The book goes through solving this equation with the unknown $x$
\[x^4 - 13x^2 + 36 = 0\]Since I am bootstrapping my mathematical knowledge I found the book’s treatment a bit terse without many explanations of how they got to each step. I eventually figured out that they are trying to massage the equation into a state where you can apply the perfect square rule. This makes things much simpler to reason about and thus find the solution.
Step A - The original equation.
As mentioned above this is
\[x^4 - 13x^2 + 36 = 0\]And our task is to find $x$. Or, more specifically, where the graph intercepts the $x$ axis at $0$. The steps are essentially a set of quadratic equation equivalence conversions.
Step B - Multiple by powers of two
My slow self needed to ponder this one for a while. In any case, B ends up being
\[(2x^2)^2 - 2(2x^2)13 + 144 = 0\]This had me baffled for a while but I, eventually, saw that they are multiplying by increasing powers of two. I don’t know if this technique has a name or how they arrived at doing this first step but, to write it another way,
\[\begin{align} 2^0\cdot(2x^2)^2 - 2^1\cdot(2x^2)13 + 2^2\cdot36 &= 0 \\ (2x^2)^2 - 2(2x^2)13 + 144 &= 0 \end{align}\]Step C - Add 25 to each side
For those who know quadratics quite well can probably see where they are going with these steps but, anyway, I was still baffled at this stage but at least it could see the manipulation easily enough:
\[\begin{align} (2x^2)^2 - 2(2x^2)13 + 144 + 25 &= 0 + 25 \\ (2x^2)^2 - 2(2x^2)13 + 169 &= 25 \end{align}\]Step D - Make it short!
This makes things much more compact through, as I eventually figured out, the perfect square rule! To remind the forgetful like me it is: $(a - b)^2 = a^2 - 2ab + b^2$. There is also a $a + b$ version.
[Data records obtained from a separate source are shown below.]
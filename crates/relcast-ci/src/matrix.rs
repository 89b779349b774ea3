//! Build matrix execution: one isolated task per target, joined by a barrier.
//!
//! The caller injects the per-target build step as a [`BuilderFn`]; tests
//! pass deterministic stubs and production wires [`toolchain_builder`].

use std::future::Future;
use std::path::{Path, PathBuf};
use std::sync::Arc;
use std::time::Instant;

use futures::future::{join_all, BoxFuture};
use futures::FutureExt;
use relcast_core::obs::{emit_build_finished, emit_build_started};
use relcast_core::{
    Artifact, BuildTarget, CancelSignal, ReleaseError, ReleaseResult, Stage, TargetFailure,
};
use tracing::{instrument, warn};

use crate::runner::CommandRunner;

/// Future returned by a build step: the path of the packed archive, or a reason.
pub type BuildFuture = BoxFuture<'static, Result<PathBuf, String>>;

/// Build step for one target: `(target, staging_dir) -> archive path`.
pub type BuilderFn = Arc<dyn Fn(BuildTarget, PathBuf) -> BuildFuture + Send + Sync>;

/// Wrap an async closure as a [`BuilderFn`].
pub fn builder_fn<F, Fut>(f: F) -> BuilderFn
where
    F: Fn(BuildTarget, PathBuf) -> Fut + Send + Sync + 'static,
    Fut: Future<Output = Result<PathBuf, String>> + Send + 'static,
{
    Arc::new(move |target, staging| f(target, staging).boxed())
}

/// Production build step: run the toolchain in `workspace`, then pack into the staging dir.
pub fn toolchain_builder(workspace: PathBuf) -> BuilderFn {
    builder_fn(move |target, staging| {
        let workspace = workspace.clone();
        async move { build_with_toolchain(&target, &workspace, &staging).await }
    })
}

/// Compile `target` and pack its binary into `staging/<archive_name>`.
///
/// Templates are expanded against the absolute workspace path, since the
/// pack step runs from the staging dir.
pub async fn build_with_toolchain(
    target: &BuildTarget,
    workspace: &Path,
    staging: &Path,
) -> Result<PathBuf, String> {
    let workspace = std::fs::canonicalize(workspace)
        .map_err(|e| format!("workspace {}: {e}", workspace.display()))?;
    let workspace = workspace.as_path();

    let build = CommandRunner::run(&target.build_argv(workspace), workspace, target.timeout_secs)
        .await
        .map_err(|e| format!("toolchain: {e}"))?;
    if !build.passed() {
        return Err(format!(
            "toolchain exited with {}: {}",
            build.exit_code,
            build.stderr_tail()
        ));
    }

    let pack = CommandRunner::run(&target.pack_argv(workspace), staging, target.timeout_secs)
        .await
        .map_err(|e| format!("pack: {e}"))?;
    if !pack.passed() {
        return Err(format!(
            "pack exited with {}: {}",
            pack.exit_code,
            pack.stderr_tail()
        ));
    }

    Ok(staging.join(&target.archive_name))
}

/// Run every target in parallel and join on all of them.
///
/// Each target builds into `staging_root/<platform_id>`, with at most
/// `max_parallel` running at once. The call waits for every task, then fails
/// with `BuildFailure` listing every failed target if any failed. Failed
/// targets leave no staging dir behind. Cancelling `cancel` kills in-flight
/// builds and yields `Cancelled { stage: Build }`.
///
/// Artifacts come back in target order.
#[instrument(skip_all, fields(targets = targets.len(), max_parallel = max_parallel))]
pub async fn run_all(
    targets: Vec<BuildTarget>,
    staging_root: &Path,
    max_parallel: usize,
    cancel: &CancelSignal,
    builder: BuilderFn,
) -> ReleaseResult<Vec<Artifact>> {
    std::fs::create_dir_all(staging_root)?;

    // Semaphore enforces max_parallel
    let sem = Arc::new(tokio::sync::Semaphore::new(max_parallel.max(1)));

    let mut platforms = Vec::with_capacity(targets.len());
    let mut tasks = Vec::with_capacity(targets.len());

    for target in targets {
        let staging = staging_root.join(&target.platform_id);
        let builder = Arc::clone(&builder);
        let cancel = cancel.clone();
        let sem = Arc::clone(&sem);
        platforms.push(target.platform_id.clone());

        tasks.push(tokio::spawn(async move {
            tokio::select! {
                result = build_one(target, staging.clone(), sem, builder) => {
                    if result.is_err() {
                        discard_staging(&staging);
                    }
                    result
                }
                _ = cancel.cancelled() => {
                    discard_staging(&staging);
                    Err("cancelled".to_string())
                }
            }
        }));
    }

    let joined = join_all(tasks).await;

    if cancel.is_cancelled() {
        return Err(ReleaseError::Cancelled {
            stage: Stage::Build,
        });
    }

    let mut artifacts = Vec::with_capacity(joined.len());
    let mut failures = Vec::new();
    for (platform_id, outcome) in platforms.into_iter().zip(joined) {
        match outcome {
            Ok(Ok(artifact)) => artifacts.push(artifact),
            Ok(Err(reason)) => failures.push(TargetFailure {
                platform_id,
                reason,
            }),
            Err(join_err) => failures.push(TargetFailure {
                platform_id,
                reason: format!("build task aborted: {join_err}"),
            }),
        }
    }

    if !failures.is_empty() {
        for failure in &failures {
            warn!(platform = %failure.platform_id, reason = %failure.reason, "Target failed");
        }
        return Err(ReleaseError::BuildFailure { failures });
    }
    Ok(artifacts)
}

async fn build_one(
    target: BuildTarget,
    staging: PathBuf,
    sem: Arc<tokio::sync::Semaphore>,
    builder: BuilderFn,
) -> Result<Artifact, String> {
    let _permit = sem
        .acquire_owned()
        .await
        .map_err(|_| "build slots closed".to_string())?;

    let platform_id = target.platform_id.clone();
    let archive_name = target.archive_name.clone();
    let start = Instant::now();
    emit_build_started(&platform_id, &target.toolchain_triple);

    let result = match prepare_staging(&staging) {
        Ok(()) => builder(target, staging)
            .await
            .and_then(|path| check_archive(&platform_id, &archive_name, &path)),
        Err(reason) => Err(reason),
    };

    emit_build_finished(
        &platform_id,
        start.elapsed().as_millis() as u64,
        result.is_ok(),
    );
    result
}

fn prepare_staging(staging: &Path) -> Result<(), String> {
    if staging.exists() {
        std::fs::remove_dir_all(staging)
            .map_err(|e| format!("cannot clear {}: {e}", staging.display()))?;
    }
    std::fs::create_dir_all(staging).map_err(|e| format!("cannot create {}: {e}", staging.display()))
}

/// The produced bundle must be the configured archive, present and non-empty.
fn check_archive(platform_id: &str, archive_name: &str, path: &Path) -> Result<Artifact, String> {
    let artifact = Artifact::from_path(platform_id, path).map_err(|e| e.to_string())?;
    if artifact.archive_name != archive_name {
        return Err(format!(
            "produced {} instead of {archive_name}",
            artifact.archive_name
        ));
    }
    Ok(artifact)
}

fn discard_staging(staging: &Path) {
    if let Err(e) = std::fs::remove_dir_all(staging) {
        if e.kind() != std::io::ErrorKind::NotFound {
            warn!(dir = %staging.display(), error = %e, "Failed to remove staging dir");
        }
    }
}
\[\begin{align} (2x^2)^2 - 2(2x^2)13 + 169 &= 25 \\ (2x^2 - 13)^2 &= 25 \end{align}\]The more compact form gives us a better handle on things. This is a key step to solve this more easily. The following steps are using this step to find the four solutions.
Step E - Partial “solution”
Here we take the square root and find a sort-of solution that still needs some work. Let’s call it the IKEA solution:
\[\begin{align} (2x^2 - 13)^2 &= 25 \\ 2x^2 - 13 &= \pm5 \end{align}\]Step F - Re-arrange
Let’s isolate the $x^2$ like it has covid:
\[\begin{align} 2x^2 - 13 &= \pm5 \\ x^2 &= \frac{13\pm5}{2} \end{align}\]Step G - Almost there!
Now we take the square root remembering our $\pm$:
\[\begin{align} x^2 &= \frac{13\pm5}{2} \\ x &= \pm\sqrt{\frac{13\pm5}{2}} \end{align}\]Step H - The answers!
Now can see what the concrete answers are: $x = 3$ or $-3$ or $2$ or $-2$.